Drug interactions between ibutilide and Plenaxis

ibutilide ↔ abarelix

Applies to:ibutilide and Plenaxis (abarelix)

GENERALLY AVOID: Use of gonadotropin-releasing hormone (GnRH) receptor antagonists such as abarelix or degarelix in the treatment of prostate cancer may be associated with prolongation of the QT interval. Theoretically, coadministration with other agents that can prolong the QT interval may result in additive effects and increased risk of ventricular arrhythmias including torsade de pointes and sudden death. In a single, active-controlled, clinical study comparing abarelix to LHRH (luteinizing hormone releasing hormone) agonist plus nonsteroidal antiandrogen therapy, both therapies were found to prolong the mean Fridericia-corrected QT interval (QTcF) by more than 10 msec from baseline. In approximately 20% of patients in both groups, there were either changes from baseline QTc of greater than 30 msec or end-of-treatment QTc values exceeding 450 msec. Similar results were observed in two other Phase 3 studies with abarelix and the active-control treatments. In a randomized, active-controlled trial comparing degarelix to leuprolide, three patients (<1%) in the pooled degarelix group and four patients (2%) in the leuprolide 7.5 mg group had a QTcF of 500 ms or greater. From baseline to end of study, the median change was 12.3 msec for degarelix and 16.7 msec for leuprolide.
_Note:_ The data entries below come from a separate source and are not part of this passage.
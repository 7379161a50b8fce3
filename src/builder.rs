//! Builder and behavior switches for [`ChainedLru`].
//!
//! ## Example
//!
//! ```rust
//! use chainlru::builder::{DuplicateKeys, LruBuilder, RemovePolicy};
//! use chainlru::traits::FxBucketHasher;
//!
//! let mut cache = LruBuilder::new(64)
//!     .bucket_count(16)
//!     .hasher(FxBucketHasher)
//!     .duplicate_keys(DuplicateKeys::Overwrite)
//!     .remove_policy(RemovePolicy::KeepCapacity)
//!     .try_build::<u64, u64>()
//!     .unwrap();
//!
//! cache.add(1, 100).unwrap();
//! assert_eq!(cache.get(1), Some(&100));
//! assert_eq!(cache.bucket_count(), 16);
//! ```
//!
//! ## Options
//!
//! | Option           | Default          | Description                              |
//! |------------------|------------------|------------------------------------------|
//! | `capacity`       | (required)       | Maximum number of linked entries         |
//! | `bucket_count`   | `max(capacity,1)`| Size of the chained bucket index         |
//! | `hasher`         | `ModuloHasher`   | Key to bucket mapping                    |
//! | `duplicate_keys` | `Overwrite`      | What `add` does with a key already held  |
//! | `remove_policy`  | `KeepCapacity`   | Whether `remove` shrinks capacity        |

use crate::error::CacheError;
use crate::policy::lru::ChainedLru;
use crate::traits::{BucketHasher, CacheKey, ModuloHasher};

/// How `add` treats a key that is already in the cache.
#[derive(Debug, Clone, Copy, Default, PartialEq, Eq)]
pub enum DuplicateKeys {
    /// Overwrite the existing entry's value and promote it.
    #[default]
    Overwrite,
    /// Link a second entry under the same key. Lookups find whichever entry
    /// is first in the bucket chain, which is the most recently added one.
    Allow,
}

/// What `remove` does to the cache's capacity.
#[derive(Debug, Clone, Copy, Default, PartialEq, Eq)]
pub enum RemovePolicy {
    /// Capacity is unaffected by removals.
    #[default]
    KeepCapacity,
    /// Every successful removal lowers capacity by one. Repeated removals can
    /// drive capacity to zero, after which `add` fails.
    ShrinkCapacity,
}

/// Builder for [`ChainedLru`].
#[derive(Debug, Clone)]
pub struct LruBuilder<H = ModuloHasher> {
    capacity: usize,
    bucket_count: Option<usize>,
    hasher: H,
    duplicate_keys: DuplicateKeys,
    remove_policy: RemovePolicy,
}

impl LruBuilder<ModuloHasher> {
    /// Starts a builder for a cache holding at most `capacity` entries.
    pub fn new(capacity: usize) -> Self {
        Self {
            capacity,
            bucket_count: None,
            hasher: ModuloHasher,
            duplicate_keys: DuplicateKeys::default(),
            remove_policy: RemovePolicy::default(),
        }
    }
}

impl<H> LruBuilder<H> {
    pub fn bucket_count(mut self, bucket_count: usize) -> Self {
        self.bucket_count = Some(bucket_count);
        self
    }

    /// Replaces the key to bucket mapping.
    pub fn hasher<H2>(self, hasher: H2) -> LruBuilder<H2> {
        LruBuilder {
            capacity: self.capacity,
            bucket_count: self.bucket_count,
            hasher,
            duplicate_keys: self.duplicate_keys,
            remove_policy: self.remove_policy,
        }
    }

    pub fn duplicate_keys(mut self, mode: DuplicateKeys) -> Self {
        self.duplicate_keys = mode;
        self
    }

    pub fn remove_policy(mut self, policy: RemovePolicy) -> Self {
        self.remove_policy = policy;
        self
    }

    /// Builds the cache, rejecting a zero bucket count.
    pub fn try_build<K, V>(self) -> Result<ChainedLru<K, V, H>, CacheError>
    where
        K: CacheKey,
        H: BucketHasher<K>,
    {
        let bucket_count = self.bucket_count.unwrap_or(self.capacity.max(1));
        ChainedLru::from_parts(
            bucket_count,
            self.capacity,
            self.hasher,
            self.duplicate_keys,
            self.remove_policy,
        )
    }

    /// Builds the cache.
    ///
    /// # Panics
    ///
    /// Panics if the configuration is rejected by [`try_build`](Self::try_build).
    pub fn build<K, V>(self) -> ChainedLru<K, V, H>
    where
        K: CacheKey,
        H: BucketHasher<K>,
    {
        match self.try_build() {
            Ok(cache) => cache,
            Err(err) => panic!("invalid cache configuration: {err}"),
        }
    }
}
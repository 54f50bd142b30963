// Copyright 2024 the Vello Authors
// SPDX-License-Identifier: Apache-2.0 OR MIT

use std::time::Duration;

use anyhow::Result;
use lima::sim::SimOp;
use lima::{BoAccess, Errno, Error, Fence, Pipe};
use lima_encoding::GpFrame;
use lima_tests::{TestDevice, TestParams};

fn gp_payload() -> GpFrame {
    GpFrame {
        vs_cmd_start: 0x10_0000,
        vs_cmd_end: 0x10_0000,
        plbu_cmd_start: 0x10_0000,
        plbu_cmd_end: 0x10_0000,
        ..Default::default()
    }
}

#[test]
fn repeated_buffers_merge_their_access() -> Result<()> {
    let dev = TestDevice::new(&TestParams::default())?;
    let mut ctx = dev.screen.create_context()?;
    let bo = dev.screen.bo_create(4096, 0)?;
    let queue = ctx.queue_mut(Pipe::Gp);
    queue.add_bo(&bo, BoAccess::READ)?;
    queue.add_bo(&bo, BoAccess::WRITE)?;
    assert_eq!(queue.bo_count(), 1);
    assert_eq!(queue.access_of(&bo), Some(BoAccess::READ | BoAccess::WRITE));

    queue.set_frame_payload(bytemuck::bytes_of(&gp_payload()));
    queue.start()?;
    let job = dev.sim.submissions().remove(0);
    assert_eq!(job.bos.len(), 1);
    assert_eq!(job.access(bo.handle()), Some(BoAccess::READ | BoAccess::WRITE));
    Ok(())
}

#[test]
fn buffers_of_another_screen_are_rejected() -> Result<()> {
    let dev = TestDevice::new(&TestParams::default())?;
    let other = TestDevice::new(&TestParams::default())?;
    let mut ctx = dev.screen.create_context()?;
    let foreign = other.screen.bo_create(4096, 0)?;
    let queue = ctx.queue_mut(Pipe::Gp);
    assert!(matches!(
        queue.add_bo(&foreign, BoAccess::READ),
        Err(Error::InvalidHandle(handle)) if handle == foreign.handle()
    ));
    assert_eq!(queue.bo_count(), 0);
    Ok(())
}

#[test]
fn sequence_numbers_increase_per_pipe() -> Result<()> {
    let dev = TestDevice::new(&TestParams::default())?;
    let mut ctx = dev.screen.create_context()?;
    dev.sim.hold(Pipe::Gp, true);
    let queue = ctx.queue_mut(Pipe::Gp);
    let mut seqs = Vec::new();
    for _ in 0..4 {
        queue.set_frame_payload(bytemuck::bytes_of(&gp_payload()));
        let fence = queue.start()?;
        seqs.push(fence.seq().map(|(_, seq)| seq).unwrap_or_default());
    }
    assert!(seqs.windows(2).all(|w| w[0] < w[1]), "{seqs:?}");
    assert_eq!(queue.last_seq(), seqs[3]);

    dev.sim.signal(Pipe::Gp);
    queue.wait(seqs[2], 0, true)?;
    // Already known complete: no kernel call is made, so an armed fault
    // stays armed.
    dev.sim.inject_fault(SimOp::WaitFence, Errno::EIO);
    queue.wait(seqs[0], 0, true)?;
    queue.wait(seqs[2], 0, true)?;
    assert!(matches!(
        queue.wait(seqs[3], 0, true),
        Err(Error::KernelRejected(Errno::EIO))
    ));
    Ok(())
}

#[test]
fn expired_deadlines_are_timeouts() -> Result<()> {
    let dev = TestDevice::new(&TestParams::default())?;
    let mut ctx = dev.screen.create_context()?;
    dev.sim.hold(Pipe::Gp, true);
    let queue = ctx.queue_mut(Pipe::Gp);
    queue.set_frame_payload(bytemuck::bytes_of(&gp_payload()));
    let fence = queue.start()?;
    let err = fence.wait(Some(Duration::from_millis(1))).unwrap_err();
    assert!(err.is_timeout(), "{err}");
    assert!(matches!(queue.wait(1, 1_000, true), Err(Error::Timeout)));

    dev.sim.hold(Pipe::Gp, false);
    fence.wait(Some(Duration::from_millis(1)))?;
    Ok(())
}

#[test]
fn failed_submissions_can_be_retried() -> Result<()> {
    let dev = TestDevice::new(&TestParams::default())?;
    let mut ctx = dev.screen.create_context()?;
    let bo = dev.screen.bo_create(4096, 0)?;
    let queue = ctx.queue_mut(Pipe::Gp);
    queue.add_bo(&bo, BoAccess::READ)?;
    queue.set_frame_payload(bytemuck::bytes_of(&gp_payload()));
    dev.sim.inject_fault(SimOp::GemSubmit, Errno::EBUSY);
    assert!(queue.start().is_err());
    assert_eq!(queue.bo_count(), 1);
    assert_eq!(queue.last_seq(), 0);
    assert!(dev.sim.submissions().is_empty());

    let fence = queue.start()?;
    assert_eq!(fence.seq(), Some((Pipe::Gp, 1)));
    assert_eq!(queue.bo_count(), 0);
    assert_eq!(dev.sim.submissions()[0].access(bo.handle()), Some(BoAccess::READ));
    Ok(())
}

#[test]
fn in_flight_jobs_keep_their_buffers_alive() -> Result<()> {
    let dev = TestDevice::new(&TestParams::default())?;
    let mut ctx = dev.screen.create_context()?;
    dev.sim.hold(Pipe::Gp, true);
    let live = dev.screen.bo_count();
    let closed = dev.sim.closed_handles();
    let bo = dev.screen.bo_create(4096, 0)?;
    let queue = ctx.queue_mut(Pipe::Gp);
    queue.add_bo(&bo, BoAccess::READ)?;
    queue.set_frame_payload(bytemuck::bytes_of(&gp_payload()));
    let fence = queue.start()?;
    drop(bo);
    assert_eq!(dev.screen.bo_count(), live + 1);
    assert_eq!(queue.in_flight(), 1);

    dev.sim.hold(Pipe::Gp, false);
    queue.poll();
    assert_eq!(queue.in_flight(), 0);
    assert_eq!(dev.screen.bo_count(), live);
    assert_eq!(dev.sim.closed_handles(), closed + 1);
    fence.wait(None)?;
    Ok(())
}

#[test]
fn exported_fences_signal_with_the_job() -> Result<()> {
    let dev = TestDevice::new(&TestParams::default())?;
    let mut ctx = dev.screen.create_context()?;
    dev.sim.hold(Pipe::Gp, true);
    let queue = ctx.queue_mut(Pipe::Gp);
    queue.set_frame_payload(bytemuck::bytes_of(&gp_payload()));
    let native = queue.start()?;
    let exported = native.export()?;
    assert!(exported.seq().is_none());
    assert!(exported.as_fd().is_some());
    assert!(exported
        .wait(Some(Duration::from_millis(1)))
        .is_err_and(|err| err.is_timeout()));

    dev.sim.hold(Pipe::Gp, false);
    exported.wait(Some(Duration::from_secs(1)))?;
    // A fence exported after completion is signalled from the start.
    native.export()?.wait(Some(Duration::ZERO))?;
    Ok(())
}

#[test]
fn sync_fd_submissions_return_file_fences() -> Result<()> {
    let dev = TestDevice::new(&TestParams::default())?;
    let mut ctx = dev.screen.create_context()?;
    let queue = ctx.queue_mut(Pipe::Gp);
    queue.set_frame_payload(bytemuck::bytes_of(&gp_payload()));
    let fence: Fence = queue.start_sync_fd()?;
    assert!(fence.as_fd().is_some());
    fence.wait(Some(Duration::from_secs(1)))?;
    Ok(())
}

#[test]
fn fences_outliving_their_context_report_it() -> Result<()> {
    let dev = TestDevice::new(&TestParams::default())?;
    let mut ctx = dev.screen.create_context()?;
    let queue = ctx.queue_mut(Pipe::Gp);
    queue.set_frame_payload(bytemuck::bytes_of(&gp_payload()));
    let fence = queue.start()?;
    drop(ctx);
    assert!(matches!(fence.wait(None), Err(Error::ContextLost)));
    assert_eq!(dev.sim.live_contexts(), 0);
    Ok(())
}
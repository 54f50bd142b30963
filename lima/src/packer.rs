// Copyright 2024 the Vello Authors
// SPDX-License-Identifier: Apache-2.0 OR MIT

//! Accumulation of draws into GP command streams and PP render states.

use lima_encoding::{
    AttribType, BlendState, CullMode, DrawMode, IndexSize, PlbuCmd, RenderState, StencilFace,
    TileGeometry, VsCmd,
};

use crate::bo::Bo;

/// Bytes of varying output per vertex, a vec4 of floats for the position.
pub(crate) const VARYING_STRIDE: u32 = 16;

/// A compiled vertex shader placed in a buffer.
#[derive(Clone, Debug)]
pub struct VertexShader {
    pub bo: Bo,
    pub offset: u32,
    /// Size of the program in bytes.
    pub size: u32,
    /// Instruction prefetch count reported by the compiler.
    pub prefetch: u32,
}

/// A compiled fragment shader placed in a buffer.
#[derive(Clone, Debug)]
pub struct FragmentShader {
    pub bo: Bo,
    /// Must be 32 byte aligned; the low bits of the address hold the length
    /// of the first instruction.
    pub offset: u32,
    pub size: u32,
    /// The first word of the program.
    pub first_word: u32,
}

/// One vertex attribute stream.
#[derive(Clone, Debug)]
pub struct VertexAttrib {
    pub bo: Bo,
    pub offset: u32,
    pub stride: u32,
    pub ty: AttribType,
    /// Components per vertex, 1 to 4.
    pub components: u32,
}

#[derive(Clone, Debug)]
pub struct IndexBuffer {
    pub bo: Bo,
    pub offset: u32,
    pub size: IndexSize,
    /// Largest index used by the draw.
    pub max_index: u32,
}

/// The viewport rectangle in pixels and the depth range.
#[derive(Clone, Copy, Debug, PartialEq)]
pub struct Viewport {
    pub x: f32,
    pub y: f32,
    pub width: f32,
    pub height: f32,
    pub near: f32,
    pub far: f32,
}

impl Viewport {
    /// The viewport covering a whole `width` by `height` framebuffer.
    pub fn new(width: f32, height: f32) -> Self {
        Self {
            x: 0.0,
            y: 0.0,
            width,
            height,
            near: 0.0,
            far: 1.0,
        }
    }

    /// Recovers the rectangle and depth range from a viewport transform,
    /// which maps clip coordinates as `ndc * scale + translate`.
    pub fn from_scale_translate(scale: [f32; 3], translate: [f32; 3]) -> Self {
        Self {
            x: translate[0] - scale[0],
            y: (translate[1] - scale[1].abs()).abs(),
            width: scale[0] * 2.0,
            height: (scale[1] * 2.0).abs(),
            near: translate[2] - scale[2],
            far: translate[2] + scale[2],
        }
    }
}

/// A scissor rectangle, `min` inclusive and `max` exclusive.
#[derive(Clone, Copy, Debug, Default, PartialEq, Eq)]
pub struct Scissor {
    pub minx: u32,
    pub miny: u32,
    pub maxx: u32,
    pub maxy: u32,
}

impl Scissor {
    /// Whether no pixel passes the scissor.
    pub fn is_empty(&self) -> bool {
        self.maxx <= self.minx || self.maxy <= self.miny
    }
}

#[derive(Clone, Copy, Debug, PartialEq, Eq)]
pub struct Rasterizer {
    pub cull: CullMode,
    /// Whether counter-clockwise triangles are front facing.
    pub front_ccw: bool,
}

impl Default for Rasterizer {
    fn default() -> Self {
        Self {
            cull: CullMode::None,
            front_ccw: true,
        }
    }
}

/// Everything a draw reads besides its vertex range.
#[derive(Clone, Debug)]
pub struct DrawState {
    pub vs: VertexShader,
    pub fs: FragmentShader,
    pub attribs: Vec<VertexAttrib>,
    /// Vertex shader uniforms, copied into the frame at draw time.
    pub vs_uniforms: Vec<u8>,
    /// Fragment shader uniforms, copied into the frame at draw time.
    pub fs_uniforms: Vec<u8>,
    pub viewport: Viewport,
    pub scissor: Option<Scissor>,
    pub rasterizer: Rasterizer,
    pub blend: BlendState,
    /// Front and back stencil state.
    pub stencil: [StencilFace; 2],
}

impl DrawState {
    /// State with no attributes, no uniforms, no scissor, no culling and
    /// replacing blend.
    pub fn new(vs: VertexShader, fs: FragmentShader, viewport: Viewport) -> Self {
        Self {
            vs,
            fs,
            attribs: Vec::new(),
            vs_uniforms: Vec::new(),
            fs_uniforms: Vec::new(),
            viewport,
            scissor: None,
            rasterizer: Rasterizer::default(),
            blend: BlendState::default(),
            stencil: [StencilFace::default(); 2],
        }
    }
}

/// The primitives of one draw.
#[derive(Clone, Debug)]
pub struct DrawInfo {
    pub mode: DrawMode,
    /// First vertex, or first index for indexed draws.
    pub start: u32,
    /// Number of vertices, or of indices for indexed draws.
    pub count: u32,
    pub index: Option<IndexBuffer>,
}

impl DrawInfo {
    pub fn arrays(mode: DrawMode, start: u32, count: u32) -> Self {
        Self {
            mode,
            start,
            count,
            index: None,
        }
    }

    pub fn indexed(mode: DrawMode, start: u32, count: u32, index: IndexBuffer) -> Self {
        Self {
            mode,
            start,
            count,
            index: Some(index),
        }
    }

    /// Number of vertices the vertex shader runs on.
    pub fn vertex_count(&self) -> u32 {
        match &self.index {
            Some(index) => index.max_index.saturating_add(1),
            None => self.count,
        }
    }
}

/// A draw with every buffer resolved to a GPU address.
#[derive(Clone, Copy, Debug)]
pub(crate) struct DrawRecord {
    pub mode: DrawMode,
    pub count: u32,
    pub vertex_count: u32,
    /// Address of the first index and the index size, for indexed draws.
    pub indices: Option<(u32, IndexSize)>,
    pub uniforms: (u32, u32),
    pub shader: (u32, u32),
    pub prefetch: u32,
    pub attributes: (u32, u32),
    pub varyings: u32,
    /// Where the vertex shader writes positions.
    pub position_va: u32,
    pub viewport: Viewport,
    pub rasterizer: Rasterizer,
    pub render_state: RenderState,
}

/// Per-frame GP command streams and PP render states.
///
/// The PLBU stream refers to render states by address, which is only known
/// once the render states are uploaded at flush. Those words hold an offset
/// into the render state array until [`CommandPacker::finish_plbu`] relocates
/// them.
#[derive(Debug, Default)]
pub struct CommandPacker {
    vs_cmd: Vec<u32>,
    plbu_cmd: Vec<u32>,
    render_states: Vec<RenderState>,
    /// Indices of PLBU words holding a render state offset.
    relocs: Vec<usize>,
    has_work: bool,
}

impl CommandPacker {
    pub fn new() -> Self {
        Self::default()
    }

    /// Starts a frame on `geom`, binning into the PLB whose block address
    /// array is at `plbu_array_va`. Does nothing if the frame has started.
    pub fn begin_frame(&mut self, geom: &TileGeometry, plbu_array_va: u32) {
        self.has_work = true;
        if !self.plbu_cmd.is_empty() {
            return;
        }
        let out = &mut self.plbu_cmd;
        PlbuCmd::PrimitiveSetup {
            draw: false,
            cull_cw: false,
            cull_ccw: false,
            index16: false,
        }
        .push(out);
        PlbuCmd::BlockStep {
            shift_max: geom.shift_max,
            shift_h: geom.shift_h,
            shift_w: geom.shift_w,
        }
        .push(out);
        PlbuCmd::TiledDimensions {
            tiled_w: geom.tiled_w,
            tiled_h: geom.tiled_h,
        }
        .push(out);
        PlbuCmd::BlockStride(geom.block_w).push(out);
        PlbuCmd::ArrayAddress {
            va: plbu_array_va,
            block_count: geom.block_count(),
        }
        .push(out);
    }

    pub(crate) fn push_draw(&mut self, draw: &DrawRecord) {
        let indexed = draw.indices.is_some();
        self.pack_vs(draw, indexed);
        self.pack_plbu(draw, indexed);
        self.render_states.push(draw.render_state);
    }

    fn pack_vs(&mut self, draw: &DrawRecord, indexed: bool) {
        let out = &mut self.vs_cmd;
        if !indexed {
            VsCmd::ArraysSemaphore(VsCmd::SEMAPHORE_BEGIN_1).push(out);
            VsCmd::ArraysSemaphore(VsCmd::SEMAPHORE_BEGIN_2).push(out);
        }
        let (uniforms_va, uniforms_size) = draw.uniforms;
        VsCmd::UniformsAddress {
            va: uniforms_va,
            size: uniforms_size.next_multiple_of(16),
        }
        .push(out);
        let (shader_va, shader_size) = draw.shader;
        VsCmd::ShaderAddress {
            va: shader_va,
            size: shader_size,
        }
        .push(out);
        VsCmd::ShaderInfo {
            prefetch: draw.prefetch,
            size: shader_size,
        }
        .push(out);
        let (attributes_va, attribute_count) = draw.attributes;
        VsCmd::VaryingAttributeCount {
            varyings: 1,
            attributes: attribute_count.max(1),
        }
        .push(out);
        VsCmd::Unknown41(3).push(out);
        VsCmd::AttributesAddress {
            va: attributes_va,
            count: attribute_count,
        }
        .push(out);
        VsCmd::VaryingsAddress {
            va: draw.varyings,
            count: 1,
        }
        .push(out);
        VsCmd::Draw {
            count: draw.vertex_count,
            indexed,
        }
        .push(out);
        VsCmd::Flush.push(out);
        let semaphore = if indexed {
            VsCmd::SEMAPHORE_NEXT
        } else {
            VsCmd::SEMAPHORE_END
        };
        VsCmd::ArraysSemaphore(semaphore).push(out);
    }

    fn pack_plbu(&mut self, draw: &DrawRecord, indexed: bool) {
        let rsw_offset = (self.render_states.len() * size_of::<RenderState>()) as u32;
        let out = &mut self.plbu_cmd;
        let vp = &draw.viewport;
        PlbuCmd::ViewportX(vp.x).push(out);
        PlbuCmd::ViewportW(vp.width).push(out);
        PlbuCmd::ViewportY(vp.y).push(out);
        PlbuCmd::ViewportH(vp.height).push(out);
        if !indexed {
            PlbuCmd::ArraysSemaphore(PlbuCmd::SEMAPHORE_BEGIN).push(out);
        }
        let (cull_cw, cull_ccw) = draw.rasterizer.cull.windings(draw.rasterizer.front_ccw);
        PlbuCmd::PrimitiveSetup {
            draw: true,
            cull_cw,
            cull_ccw,
            index16: matches!(draw.indices, Some((_, IndexSize::U16))),
        }
        .push(out);
        self.relocs.push(out.len());
        PlbuCmd::RswVertexArray {
            rsw_va: rsw_offset,
            position_va: draw.position_va,
        }
        .push(out);
        PlbuCmd::Unknown10A(0).push(out);
        PlbuCmd::DepthRangeNear(vp.near).push(out);
        PlbuCmd::DepthRangeFar(vp.far).push(out);
        let primitives = PlbuCmd::Draw {
            mode: draw.mode,
            start: 0,
            count: draw.count,
            indexed,
        };
        match draw.indices {
            Some((indices_va, _)) => {
                PlbuCmd::IndexedDest(draw.position_va).push(out);
                PlbuCmd::Indices(indices_va).push(out);
            }
            None => primitives.push(out),
        }
        PlbuCmd::ArraysSemaphore(PlbuCmd::SEMAPHORE_END).push(out);
        if indexed {
            primitives.push(out);
        }
    }

    /// Whether anything was drawn or cleared since the last reset.
    pub fn has_work(&self) -> bool {
        self.has_work
    }

    pub fn draw_count(&self) -> usize {
        self.render_states.len()
    }

    pub fn vs_words(&self) -> &[u32] {
        &self.vs_cmd
    }

    /// The PLBU stream so far, with unrelocated render state offsets.
    pub fn plbu_words(&self) -> &[u32] {
        &self.plbu_cmd
    }

    pub fn render_states(&self) -> &[RenderState] {
        &self.render_states
    }

    /// The VS stream as submitted.
    pub fn finish_vs(&self) -> Vec<u32> {
        self.vs_cmd.clone()
    }

    /// The PLBU stream as submitted, with render states at `rsw_va` and the
    /// end marker appended.
    ///
    /// The packer is left untouched, so a failed submission can be retried.
    pub fn finish_plbu(&self, rsw_va: u32) -> Vec<u32> {
        let mut words = Vec::with_capacity(self.plbu_cmd.len() + 2);
        words.extend_from_slice(&self.plbu_cmd);
        for &at in &self.relocs {
            words[at] += rsw_va;
        }
        PlbuCmd::End.push(&mut words);
        words
    }

    /// Forgets the frame.
    pub fn reset(&mut self) {
        self.vs_cmd.clear();
        self.plbu_cmd.clear();
        self.render_states.clear();
        self.relocs.clear();
        self.has_work = false;
    }
}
Investigators believe that long-term androgen deprivation is responsible for these changes, as testosterone has been found to shorten ventricular repolarization.

MANAGEMENT: The concurrent use of GnRH receptor antagonists with class IA (e.g., disopyramide, quinidine, procainamide) or class III (e.g., amiodarone, dofetilide, ibutilide, sotalol) antiarrhythmic agents should preferably be avoided unless benefits are anticipated to outweigh the risks.